Chain Chomp

What I Learned

The Chain Chomp was one of my earliest Unreal projects, originally made in late 2019. My goal was to get a feel for each aspect of creating a game asset. As such, I did the programming, model, animations, and VFX on my own. (Though I did stop short of creating sound effects).

 

This project familiarized me with aspects of Unreal’s AI features, most notably behavior trees and the nav mesh. I also learned how to integrate different types of assets into a cohesive game element. For example, using an animation tree to implement transitions in time with the behavior tree. The animations, in turn, implement anim notifies which drive the VFX.

The final product most closely resembles Chain Chomp’s appearance in Super Mario Odyssey. However, in Odyssey their behavior is fairly limited to support the game’s capture mechanic. I did not implement a capture mechanic, so I tried to make its behavior patterns more dynamic.

Nature assets credit: Advanced Asset Packs, Unreal Engine Marketplace. https://www.unrealengine.com/marketplace/en-US/product/advanced-village-pack

Behaviour Tree

The chomp is set up to chase the player within a certain radius. It has three behaviors based on where the player is within that radius:

    1. If the player is in the chomp’s sight radius, but more than a minimum distance from its position, the chomp will return to the center, pull back to the edge of its movement radius, and lunge. 
    2. If the player is within a minimum distance of the chomp, it will give chase to the player instead of lunging.
    3. Lastly, the chomp will return to the center and idle when the player leaves its sight radius.
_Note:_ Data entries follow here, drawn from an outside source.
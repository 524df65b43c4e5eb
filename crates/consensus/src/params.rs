//! Consensus parameter definitions.

use crate::money::{Amount, COIN};
use crate::Hash256;

#[derive(Clone, Copy, Debug, Eq, PartialEq)]
pub enum Network {
    Mainnet,
    Testnet,
    Regtest,
}

impl Network {
    pub fn parse(raw: &str) -> Option<Self> {
        match raw.trim().to_ascii_lowercase().as_str() {
            "main" | "mainnet" => Some(Self::Mainnet),
            "test" | "testnet" => Some(Self::Testnet),
            "regtest" => Some(Self::Regtest),
            _ => None,
        }
    }

    pub fn as_str(self) -> &'static str {
        match self {
            Self::Mainnet => "mainnet",
            Self::Testnet => "testnet",
            Self::Regtest => "regtest",
        }
    }
}

#[derive(Clone, Debug)]
pub struct ConsensusParams {
    pub network: Network,
    pub hash_genesis_block: Hash256,
    /// Selects the proof-of-stake rule pipeline instead of the plain proof-of-work one.
    pub proof_of_stake: bool,
    pub pow_limit: Hash256,
    pub pos_limit: Hash256,
    pub pow_target_timespan: i64,
    pub pow_target_spacing: i64,
    pub pow_allow_min_difficulty_blocks: bool,
    pub pow_no_retargeting: bool,
    pub pos_target_spacing: i64,
    /// Window over which per-block stake retargeting averages.
    pub pos_target_timespan: i64,
    pub pos_no_retargeting: bool,
    pub coinbase_maturity: u32,
    pub coinstake_maturity: u32,
    pub stake_min_confirmations: u32,
    pub last_pow_block: i32,
    pub premine_height: i32,
    pub premine_reward: Amount,
    pub proof_of_work_reward: Amount,
    pub proof_of_stake_reward: Amount,
    /// First height of protocol era two.
    pub protocol_v2_height: i32,
    /// First block time of protocol era three.
    pub protocol_v3_time: u32,
    pub stake_timestamp_mask: u32,
    pub future_drift_v1: i64,
    pub future_drift_v2: i64,
    pub future_drift_v3: i64,
    pub bip16_time: u32,
    pub bip34_height: i32,
    pub bip65_height: i32,
    pub bip66_height: i32,
    pub csv_height: i32,
}

impl ConsensusParams {
    pub fn difficulty_adjustment_interval(&self) -> i64 {
        self.pow_target_timespan / self.pow_target_spacing
    }
}

#[derive(Debug)]
pub enum HexError {
    InvalidLength,
    InvalidHex,
}

impl std::fmt::Display for HexError {
    fn fmt(&self, f: &mut std::fmt::Formatter<'_>) -> std::fmt::Result {
        match self {
            HexError::InvalidLength => write!(f, "invalid hash length"),
            HexError::InvalidHex => write!(f, "invalid hex"),
        }
    }
}

impl std::error::Error for HexError {}

pub fn hash256_from_hex(input: &str) -> Result<Hash256, HexError> {
    let mut hex = input.trim();
    if let Some(stripped) = hex.strip_prefix("0x").or_else(|| hex.strip_prefix("0X")) {
        hex = stripped;
    }
    if hex.is_empty() || hex.len() > 64 {
        return Err(HexError::InvalidLength);
    }

    let padded = format!("{hex:0>64}");
    let mut bytes = [0u8; 32];
    for (i, byte_out) in bytes.iter_mut().enumerate() {
        let start = i * 2;
        *byte_out =
            u8::from_str_radix(&padded[start..start + 2], 16).map_err(|_| HexError::InvalidHex)?;
    }
    bytes.reverse();
    Ok(bytes)
}

pub fn hash256_to_hex(hash: &Hash256) -> String {
    let mut out = String::with_capacity(64);
    for byte in hash.iter().rev() {
        out.push_str(&format!("{byte:02x}"));
    }
    out
}

pub fn consensus_params(network: Network) -> ConsensusParams {
    match network {
        Network::Mainnet => mainnet_consensus_params(),
        Network::Testnet => testnet_consensus_params(),
        Network::Regtest => regtest_consensus_params(),
    }
}

fn limit(hex: &str) -> Hash256 {
    hash256_from_hex(hex).unwrap_or([0xff; 32])
}

fn mainnet_consensus_params() -> ConsensusParams {
    ConsensusParams {
        network: Network::Mainnet,
        hash_genesis_block: [0u8; 32],
        proof_of_stake: true,
        pow_limit: limit("00000fffffffffffffffffffffffffffffffffffffffffffffffffffffffffff"),
        pos_limit: limit("000000000000ffffffffffffffffffffffffffffffffffffffffffffffffffff"),
        pow_target_timespan: 14 * 24 * 60 * 60,
        pow_target_spacing: 10 * 60,
        pow_allow_min_difficulty_blocks: false,
        pow_no_retargeting: false,
        pos_target_spacing: 64,
        pos_target_timespan: 16 * 60,
        pos_no_retargeting: false,
        coinbase_maturity: 50,
        coinstake_maturity: 500,
        stake_min_confirmations: 50,
        last_pow_block: 12_500,
        premine_height: 2,
        premine_reward: 98_000_000 * COIN,
        proof_of_work_reward: 4 * COIN,
        proof_of_stake_reward: COIN,
        protocol_v2_height: 1,
        protocol_v3_time: 1_470_467_000,
        stake_timestamp_mask: 0x0f,
        future_drift_v1: 2 * 60 * 60,
        future_drift_v2: 128 * 60 * 60,
        future_drift_v3: 15,
        bip16_time: 0,
        bip34_height: 0,
        bip65_height: 0,
        bip66_height: 0,
        csv_height: i32::MAX,
    }
}

fn testnet_consensus_params() -> ConsensusParams {
    ConsensusParams {
        network: Network::Testnet,
        pow_allow_min_difficulty_blocks: true,
        coinstake_maturity: 100,
        stake_min_confirmations: 10,
        last_pow_block: 12_500,
        ..mainnet_consensus_params()
    }
}

fn regtest_consensus_params() -> ConsensusParams {
    ConsensusParams {
        network: Network::Regtest,
        pow_limit: limit("7fffffffffffffffffffffffffffffffffffffffffffffffffffffffffffffff"),
        pos_limit: limit("7fffffffffffffffffffffffffffffffffffffffffffffffffffffffffffffff"),
        pow_allow_min_difficulty_blocks: true,
        pow_no_retargeting: true,
        pos_no_retargeting: true,
        coinbase_maturity: 10,
        coinstake_maturity: 20,
        stake_min_confirmations: 10,
        last_pow_block: i32::MAX,
        ..mainnet_consensus_params()
    }
}
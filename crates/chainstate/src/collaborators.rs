//! Services the rule set consults but does not own.

use std::sync::Arc;
use std::time::{SystemTime, UNIX_EPOCH};

use stakd_coinview::UnspentOutputs;
use stakd_consensus::deployments::{flags_for_height, ConsensusFlags};
use stakd_consensus::{ConsensusParams, Hash256};
use stakd_pos::{check_stake_kernel, compute_stake_modifier_v2, KernelInput, KernelProof, PosError};
use stakd_primitives::block::Block;
use stakd_primitives::transaction::{Transaction, TxOut};

use crate::chain::ChainedHeader;
use crate::error::RuleError;
use crate::stake::BlockStake;

pub trait DeploymentTracker: Send + Sync {
    fn flags_for(&self, header: &ChainedHeader) -> ConsensusFlags;
}

/// Activation purely by height and block time from the consensus parameters.
pub struct HeightDeployments {
    params: Arc<ConsensusParams>,
}

impl HeightDeployments {
    pub fn new(params: Arc<ConsensusParams>) -> Self {
        Self { params }
    }
}

impl DeploymentTracker for HeightDeployments {
    fn flags_for(&self, header: &ChainedHeader) -> ConsensusFlags {
        flags_for_height(header.height, header.header.time, &self.params)
    }
}

pub trait TimeSource: Send + Sync {
    /// Network-adjusted unix time in seconds.
    fn adjusted_time(&self) -> i64;
}

#[derive(Clone, Copy, Debug, Default)]
pub struct SystemTimeSource;

impl TimeSource for SystemTimeSource {
    fn adjusted_time(&self) -> i64 {
        SystemTime::now()
            .duration_since(UNIX_EPOCH)
            .map(|elapsed| elapsed.as_secs() as i64)
            .unwrap_or(0)
    }
}

/// Per-input script check. Called concurrently from the rayon pool.
pub trait InputVerifier: Send + Sync {
    fn verify_input(
        &self,
        tx: &Transaction,
        input_index: usize,
        spent: &TxOut,
        flags: &ConsensusFlags,
    ) -> Result<(), String>;
}

pub trait StakeValidator: Send + Sync {
    /// Checks the coinstake kernel of `block` against its parent's stake modifier.
    fn check_proof_of_stake(
        &self,
        params: &ConsensusParams,
        header: &ChainedHeader,
        block: &Block,
        prev_stake: &BlockStake,
        staked: &UnspentOutputs,
    ) -> Result<KernelProof, RuleError>;

    fn compute_stake_modifier(&self, prev_stake: &BlockStake, kernel: &Hash256) -> Hash256;
}

#[derive(Clone, Copy, Debug, Default)]
pub struct KernelStakeValidator;

impl StakeValidator for KernelStakeValidator {
    fn check_proof_of_stake(
        &self,
        params: &ConsensusParams,
        header: &ChainedHeader,
        block: &Block,
        prev_stake: &BlockStake,
        staked: &UnspentOutputs,
    ) -> Result<KernelProof, RuleError> {
        let coinstake = block
            .transactions
            .get(1)
            .ok_or(RuleError::BadStakeBlock("missing coinstake"))?;
        let prevout = coinstake
            .vin
            .first()
            .map(|input| input.prevout)
            .ok_or(RuleError::BadStakeBlock("coinstake without inputs"))?;
        let output = staked
            .output(prevout.index)
            .ok_or(RuleError::BadTransactionMissingInput)?;
        let depth = u32::try_from(header.height)
            .unwrap_or(0)
            .saturating_sub(staked.height);
        let input = KernelInput {
            stake_modifier: prev_stake.stake_modifier_v2,
            prev_tx_time: staked.time,
            prevout,
            value: output.value,
            tx_time: coinstake.time,
            bits: header.header.bits,
            depth,
        };
        check_stake_kernel(&input, params.stake_min_confirmations).map_err(|err| match err {
            PosError::StakeTooYoung { .. } => RuleError::StakeTooYoung,
            PosError::StakeTime => RuleError::StakeTimeViolation,
            PosError::InvalidBits => RuleError::BadDifficultyBits,
            _ => RuleError::StakeHashInvalidTarget,
        })
    }

    fn compute_stake_modifier(&self, prev_stake: &BlockStake, kernel: &Hash256) -> Hash256 {
        compute_stake_modifier_v2(&prev_stake.stake_modifier_v2, kernel)
    }
}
fig 1. Example of the behavior tree running in real time.

The behavior tree in the video implements these states [fig 1]. A selector chooses the first appropriate behavior out of the three listed.

Additionally, any time the player gets close enough, the chomp will freeze, play a biting animation, and launch the player. This functionality is implemented separately from the behavior tree. After the animation finishes, the chomp resumes its behavior tree.

Animation Blueprint

Animations are controlled by one state machine [fig 2], which directly connects to the animation graph output.

All information needed for state transitions, including the chomp’s position, velocity, rotation, direction, etc., is pulled by the animation blueprint’s event graph.  The event graph also implements all of my animation notifies, which control the visual effects.

fig 2. The animation state machine.

Art and Assets

Model, Rig, and Animations

I made the chomp’s animations hand in Blender [fig 3], as well as the mesh and rig.

The chain is just a string of static meshes and physics constraints. A suboptimal approach, but it was an easy way to get secondary animation in this standalone project.

fig 3. Walk cycle and animation curves in Blender.

Textures

Textures were done in Substance Painter [fig 4], imported to Unreal, and implemented in a minimalistic shader graph.

fig 4. Chomp and texture layers in Substance Painter.

VFX

I made three particle systems in unreal engine’s cascade editor.

Two are dirt clouds for different walking states, one for normal walking and one for lunging.

The other is a shockwave that plays at the end of a lunge [fig 5].

fig 5. Sparks / shockwave particles system in cascade.